But for me, on the other hand...it is the kind of issue that, on my deathbed, I'll look back and know that I had to say it. Yes, it probably makes no sense, it will change nothing in a concrete way, and it may even be sort of egoistical. But I think once I say it all, I'll probably get this off my chest and ...I don't know what will happen next. I think it's supposed to represent the ending of a circle. Or it might be a verbal and assertive confirmation that my heart needs in order to forget you. Because in my mind, I know it: we don't speak as long as I look for you, so clearly you have no interest in keeping in touch with me. But for some reason I might not be able to discern, *I need to say it to you*.

See...before meeting you again, I had just got out of a relationship in which there wasn't much of an emotional involvement from my part and I had just put in my head that I would never fall in love with anyone, that I didn't have it in me. But when I remembered you...I remembered how special it was in the past, and how it was incredible that you just reappeared in my life, I mean, you were in fucking USP, after all those years. Exactly when I started playing FFVIII again. Everything matched perfectly and it all made so much sense that it felf fucking awesome.

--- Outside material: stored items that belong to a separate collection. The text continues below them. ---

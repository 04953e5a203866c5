use std::{
    fs,
    path::{Path, PathBuf},
    time::Duration,
};

use serde::Deserialize;
use thiserror::Error;
use url::Url;

pub const DEFAULT_API_URL: &str = "https://randomuser.me/api/";
pub const DEFAULT_BATCH_SIZE: usize = 10;
const CONFIG_FILE_NAME: &str = "swipe.toml";

#[derive(Debug, Error)]
pub enum SettingsError {
    #[error("failed to read config file '{}': {source}", .path.display())]
    Read {
        path: PathBuf,
        source: std::io::Error,
    },
    #[error("failed to parse config file '{}': {source}", .path.display())]
    Parse {
        path: PathBuf,
        source: toml::de::Error,
    },
    #[error("invalid api url '{url}': {source}")]
    InvalidApiUrl { url: String, source: url::ParseError },
    #[error("batch size must be at least 1")]
    EmptyBatch,
    #[error("exit fallback of {fallback_ms}ms is shorter than the {animation_ms}ms exit animation")]
    FallbackBeforeAnimation { fallback_ms: u64, animation_ms: u64 },
}

#[derive(Debug, Clone, PartialEq, Eq)]
pub struct Settings {
    pub api_url: String,
    pub batch_size: usize,
    /// Makes the API return the same profiles for the same seed.
    pub seed: Option<String>,
    /// Comma separated nationality filter, e.g. `gb,fr`.
    pub nationalities: Option<String>,
    pub exit_animation_ms: u64,
    pub exit_fallback_ms: u64,
}

impl Default for Settings {
    fn default() -> Self {
        Self {
            api_url: DEFAULT_API_URL.into(),
            batch_size: DEFAULT_BATCH_SIZE,
            seed: None,
            nationalities: None,
            exit_animation_ms: 350,
            exit_fallback_ms: 1000,
        }
    }
}

impl Settings {
    pub fn exit_animation(&self) -> Duration {
        Duration::from_millis(self.exit_animation_ms)
    }

    pub fn exit_fallback(&self) -> Duration {
        Duration::from_millis(self.exit_fallback_ms)
    }

    pub fn validate(&self) -> Result<(), SettingsError> {
        Url::parse(&self.api_url).map_err(|source| SettingsError::InvalidApiUrl {
            url: self.api_url.clone(),
            source,
        })?;
        if self.batch_size == 0 {
            return Err(SettingsError::EmptyBatch);
        }
        if self.exit_fallback_ms < self.exit_animation_ms {
            return Err(SettingsError::FallbackBeforeAnimation {
                fallback_ms: self.exit_fallback_ms,
                animation_ms: self.exit_animation_ms,
            });
        }
        Ok(())
    }
}

#[derive(Debug, Default, Deserialize)]
#[serde(deny_unknown_fields)]
struct FileSettings {
    api_url: Option<String>,
    batch_size: Option<usize>,
    seed: Option<String>,
    nationalities: Option<String>,
    exit_animation_ms: Option<u64>,
    exit_fallback_ms: Option<u64>,
}

/// Loads settings: defaults, then the config file, then environment overrides.
///
/// With no explicit path, `swipe.toml` in the working directory is used, then
/// `<config dir>/swipe/swipe.toml`. A missing default file is not an error.
pub fn load_settings(explicit_path: Option<&Path>) -> Result<Settings, SettingsError> {
    let mut settings = Settings::default();

    let path = match explicit_path {
        Some(path) => Some(path.to_path_buf()),
        None => default_config_path(),
    };
    if let Some(path) = path {
        apply_file(&mut settings, &path)?;
    }

    apply_env_overrides(&mut settings, |name| std::env::var(name).ok());
    settings.validate()?;
    Ok(settings)
}

fn default_config_path() -> Option<PathBuf> {
    let local = PathBuf::from(CONFIG_FILE_NAME);
    if local.exists() {
        return Some(local);
    }
    dirs::config_dir()
        .map(|dir| dir.join("swipe").join(CONFIG_FILE_NAME))
        .filter(|path| path.exists())
}

fn apply_file(settings: &mut Settings, path: &Path) -> Result<(), SettingsError> {
    let raw = fs::read_to_string(path).map_err(|source| SettingsError::Read {
        path: path.to_path_buf(),
        source,
    })?;
    let file_cfg: FileSettings = toml::from_str(&raw).map_err(|source| SettingsError::Parse {
        path: path.to_path_buf(),
        source,
    })?;

    if let Some(v) = file_cfg.api_url {
        settings.api_url = v;
    }
    if let Some(v) = file_cfg.batch_size {
        settings.batch_size = v;
    }
    if file_cfg.seed.is_some() {
        settings.seed = file_cfg.seed;
    }
    if file_cfg.nationalities.is_some() {
        settings.nationalities = file_cfg.nationalities;
    }
    if let Some(v) = file_cfg.exit_animation_ms {
        settings.exit_animation_ms = v;
    }
    if let Some(v) = file_cfg.exit_fallback_ms {
        settings.exit_fallback_ms = v;
    }
    Ok(())
}

pub fn apply_env_overrides(settings: &mut Settings, lookup: impl Fn(&str) -> Option<String>) {
    let non_empty = |name: &str| lookup(name).filter(|value| !value.trim().is_empty());

    if let Some(v) = non_empty("SWIPE_API_URL") {
        settings.api_url = v;
    }
    if let Some(v) = non_empty("APP__API_URL") {
        settings.api_url = v;
    }
    if let Some(v) = non_empty("APP__BATCH_SIZE") {
        if let Ok(parsed) = v.trim().parse::<usize>() {
            settings.batch_size = parsed;
        }
    }
    if let Some(v) = non_empty("APP__SEED") {
        settings.seed = Some(v);
    }
    if let Some(v) = non_empty("APP__NAT") {
        settings.nationalities = Some(v);
    }
    if let Some(v) = non_empty("APP__EXIT_FALLBACK_MS") {
        if let Ok(parsed) = v.trim().parse::<u64>() {
            settings.exit_fallback_ms = parsed;
        }
    }
}

#[cfg(test)]
#[path = "tests/config_tests.rs"]
mod tests;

We have a tendency to see meaning in things, and so I soon found out that I loved you. Actually, that I *still* loved you, even though I had unconsciously supressed it for more than ten years, having a couple of relationships and being with many other girls I had already forgotten of. Well, at first, this refound love for you was a wonderful feeling. It is wonderful to fall in love, and even more so when you think that it would never happen to you. I mean, I have been emotionally involved before, but nothing like it was with you. But the problem is that this awe soon turned into a need to be with you, and to a realization that my feelings were so disconnected from reality that it hurted.

And it still hurts. And if it still hurts, I think that voicing this to you may be an effective way to make it go. Today I decided to do it and I don't care if everyone disappoves of it. There are certain things we *have* to do for ourselves. I have the right to meet my need for expressing my love, even if I know that I won't be loved back, but all I need is that my feelings of live are recognized as true and deep. Because I may never feel this way for anyone...and life is short. Short, and full of surprises, some of them awful.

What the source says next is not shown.